Towards a Holistic View on Argument Quality Prediction
This work addresses the need for a more comprehensive approach to argument quality prediction in NLP, but it is incremental as it builds on existing methods by integrating multiple angles without introducing a new paradigm.
The paper tackled the problem of automated argument quality prediction by assessing generalization across domains, interplay with related tasks, and the impact of emotions, finding that generalization requires diverse training data, argument quality is challenging but can improve other tasks, and emotions have a minor role.

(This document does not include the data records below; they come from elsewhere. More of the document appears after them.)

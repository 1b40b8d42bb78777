//! Events crossing from pipeline workers to the UI-owning thread.
//!
//! Workers never touch UI state directly; everything goes over this
//! channel and the receiving thread applies it.

use std::sync::mpsc::{self, Receiver, Sender};

use super::monitor::PerfSnapshot;

#[derive(Clone, Debug)]
pub enum PipelineEvent {
    /// A phrase was recognized (before translation)
    PhraseDetected { text: String, confidence: f32 },
    /// A translation finished for an earlier phrase
    TranslationComplete {
        original: String,
        translated: String,
        source_lang: String,
        target_lang: String,
        confidence: f32,
        duration_ms: u64,
    },
    Performance(PerfSnapshot),
    Status(String),
    Error {
        message: String,
        remediation: Option<String>,
    },
}

/// Cloneable sending half. Send failures mean the UI went away; workers
/// must keep running regardless, so they are ignored.
#[derive(Clone)]
pub struct EventSender {
    tx: Sender<PipelineEvent>,
}

impl EventSender {
    pub fn send(&self, event: PipelineEvent) {
        let _ = self.tx.send(event);
    }
}

pub fn channel() -> (EventSender, Receiver<PipelineEvent>) {
    let (tx, rx) = mpsc::channel();
    (EventSender { tx }, rx)
}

Argumentation is one of society's foundational pillars, and, sparked by advances in NLP and the vast availability of text data, automated mining of arguments receives increasing attention. A decisive property of arguments is their strength or quality. While there are works on the automated estimation of argument strength, their scope is narrow: they focus on isolated datasets and neglect the interactions with related argument mining tasks, such as argument identification, evidence detection, or emotional appeal. In this work, we close this gap by approaching argument quality estimation from multiple different angles: Grounded on rich results from thorough empirical evaluations, we assess the generalization capabilities of argument quality estimation across diverse domains, the interplay with related argument mining tasks, and the impact of emotions on perceived argument strength. We find that generalization depends on a sufficient representation of different domains in the training part. In zero-shot transfer and multi-task experiments, we reveal that argument quality is among the more challenging tasks but can improve others. Finally, we show that emotions play a minor role in argument quality than is often assumed.